Nachdem auch hier der Deckel entfernt ist, erfüllt sogleich der bereits beschriebene Geruch den Gastraum aufs neue. Ein Blick in das innere des Topfes offenbart, alles ist gleich, nur die Fleischartigen Stücke haben sich verändert. Sie sind deutlich größer geworden, offensichtlich handelt es sich um Nieren oder andere Innereien. Mir wird klar, dieses Anuiette-Ding sind Innereien, andere würden es Schlachtabfälle nennen. Ich hole mir nochmals die Speisekarte und sehe, das ich ein 5-Gänge Menü bestellt habe, komplett bestehend aus verschiedenen Variationen der L’andouillette a la Chablis!!

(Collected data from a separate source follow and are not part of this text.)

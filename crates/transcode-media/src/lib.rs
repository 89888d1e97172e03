//! FFmpeg CLI wrapper for resolution transcodes.
//!
//! This crate provides:
//! - Type-safe FFmpeg command building
//! - Progress parsing from `-progress pipe:1`
//! - Duration and dimension probes via FFprobe
//! - Timeout enforcement that kills the whole process group
//! - The `Transcoder` trait the worker drives

pub mod command;
pub mod error;
pub mod probe;
pub mod progress;
pub mod transcoder;

pub use command::{check_ffmpeg, check_ffprobe, kill_process_group, FfmpegCommand, FfmpegRunner};
pub use error::{MediaError, MediaResult};
pub use probe::{probe_dimensions, probe_duration, VideoDimensions};
pub use progress::{FfmpegProgress, ProgressCallback};
pub use transcoder::{
    EncodingProfile, FfmpegTranscoder, TranscodeRequest, Transcoder, DEFAULT_PROFILE,
};
//! Retry utilities for store connectivity.
//!
//! Startup connects with a fixed delay between a bounded number of attempts.
//! The admission loop uses `FailureTracker` to keep a store outage from
//! flooding the log.

use std::future::Future;
use std::time::Duration;
use tracing::{debug, warn};

/// Configuration for retry behavior.
#[derive(Debug, Clone)]
pub struct RetryConfig {
    /// Total attempts, including the first one.
    pub max_attempts: u32,
    /// Fixed delay between attempts.
    pub delay: Duration,
    /// Operation name for logging.
    pub operation_name: String,
}

impl Default for RetryConfig {
    fn default() -> Self {
        Self {
            max_attempts: 5,
            delay: Duration::from_secs(5),
            operation_name: "operation".to_string(),
        }
    }
}

impl RetryConfig {
    /// Create a new retry config with the given operation name.
    pub fn new(operation_name: impl Into<String>) -> Self {
        Self {
            operation_name: operation_name.into(),
            ..Default::default()
        }
    }

    /// Set the number of attempts. Zero is treated as one.
    pub fn with_max_attempts(mut self, max_attempts: u32) -> Self {
        self.max_attempts = max_attempts.max(1);
        self
    }

    pub fn with_delay(mut self, delay: Duration) -> Self {
        self.delay = delay;
        self
    }
}

/// Result of a retry operation.
#[derive(Debug)]
pub enum RetryResult<T, E> {
    /// Operation succeeded.
    Success(T),
    /// Operation failed after all attempts.
    Failed { error: E, attempts: u32 },
}

impl<T, E> RetryResult<T, E> {
    /// Returns true if the operation succeeded.
    pub fn is_success(&self) -> bool {
        matches!(self, RetryResult::Success(_))
    }

    /// Convert into a plain `Result`, dropping the attempt count.
    pub fn into_result(self) -> Result<T, E> {
        match self {
            RetryResult::Success(v) => Ok(v),
            RetryResult::Failed { error, .. } => Err(error),
        }
    }
}

/// Execute an async operation, retrying with a fixed delay.
///
/// ```ignore
/// let config = RetryConfig::new("store_connect").with_max_attempts(5);
/// let result = retry_async(&config, || queue.ping()).await;
/// ```
pub async fn retry_async<F, Fut, T, E>(config: &RetryConfig, operation: F) -> RetryResult<T, E>
where
    F: Fn() -> Fut,
    Fut: Future<Output = Result<T, E>>,
    E: std::fmt::Display,
{
    let max_attempts = config.max_attempts.max(1);
    let mut attempt = 1u32;

    loop {
        match operation().await {
            Ok(value) => return RetryResult::Success(value),
            Err(e) if attempt < max_attempts => {
                warn!(
                    "{} failed (attempt {}/{}), retrying in {:?}: {}",
                    config.operation_name, attempt, max_attempts, config.delay, e
                );
                tokio::time::sleep(config.delay).await;
                attempt += 1;
            }
            Err(e) => {
                return RetryResult::Failed {
                    error: e,
                    attempts: attempt,
                }
            }
        }
    }
}

/// State tracker for repeated operations that may fail intermittently.
///
/// Suppresses log spam after repeated failures.
#[derive(Debug, Default)]
pub struct FailureTracker {
    consecutive_failures: u32,
    max_logged_failures: u32,
    suppressed: bool,
}

impl FailureTracker {
    pub fn new(max_logged_failures: u32) -> Self {
        Self {
            consecutive_failures: 0,
            max_logged_failures,
            suppressed: false,
        }
    }

    /// Record a successful operation (resets failure count).
    pub fn record_success(&mut self) {
        if self.consecutive_failures > 0 && self.suppressed {
            debug!(
                "Operation recovered after {} consecutive failures",
                self.consecutive_failures
            );
        }
        self.consecutive_failures = 0;
        self.suppressed = false;
    }

    /// Record a failed operation.
    ///
    /// Returns `true` if this failure should be logged.
    pub fn record_failure(&mut self) -> bool {
        self.consecutive_failures += 1;

        if self.consecutive_failures <= self.max_logged_failures {
            true
        } else if self.consecutive_failures == self.max_logged_failures + 1 {
            self.suppressed = true;
            warn!(
                "Suppressing further failure logs after {} consecutive failures",
                self.max_logged_failures
            );
            false
        } else {
            false
        }
    }

    pub fn failure_count(&self) -> u32 {
        self.consecutive_failures
    }
}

Somit beschließe ich den Abend zu beenden, spüle den üblen Geschmack mit dem wirklich guten Rest meines Weines hinunter, verlasse meinen Platz und bezahle direkt an der Kasse mein Menü. Großzügigerweise wird mir das Glas Wein nicht berechnet.

Leben wie Gott in Frankreich, dieser Spruch hat definitiv nichts mit dem Essen zu tun, davon bin ich inzwischen fest überzeugt, und aufs neue bestätigt. Für den Rest der Reise hat sich das Thema Essen für mich erledigt, ich gehe nur noch dorthin, wo ich sehe was ich bestelle, oder jemand da ist der irgendeine Fremdsprache spricht.

Es gibt in Deutschland genau so guten Honig wie in Frankreich, unser Fleisch ist von ebenso guter Qualität vielleicht sogar besser, unsere Käsespezialitäten brauchen sich hinter denen der Franzosen in keinster Weise zu verstecken. Die Küchenkultur ist in den hiesigen Gastronomien mindestens gleichwertig, wenn nicht sogar besser als in Frankreich. Des Essens wegen, muß keiner mehr nach Frankreich gehen.

Links zum Thema L’andouillette

  • Gibt es keine. Tatsächlich scheint es keinen Menschen in Deutschland zu geben der das Zeug gegessen hat oder ähnliches zubereitet. In diversen Übersetzungen scheint das deutsche Wort für L’andouillette wohl Kuttelwurst oder Gedärmewurst zu sein.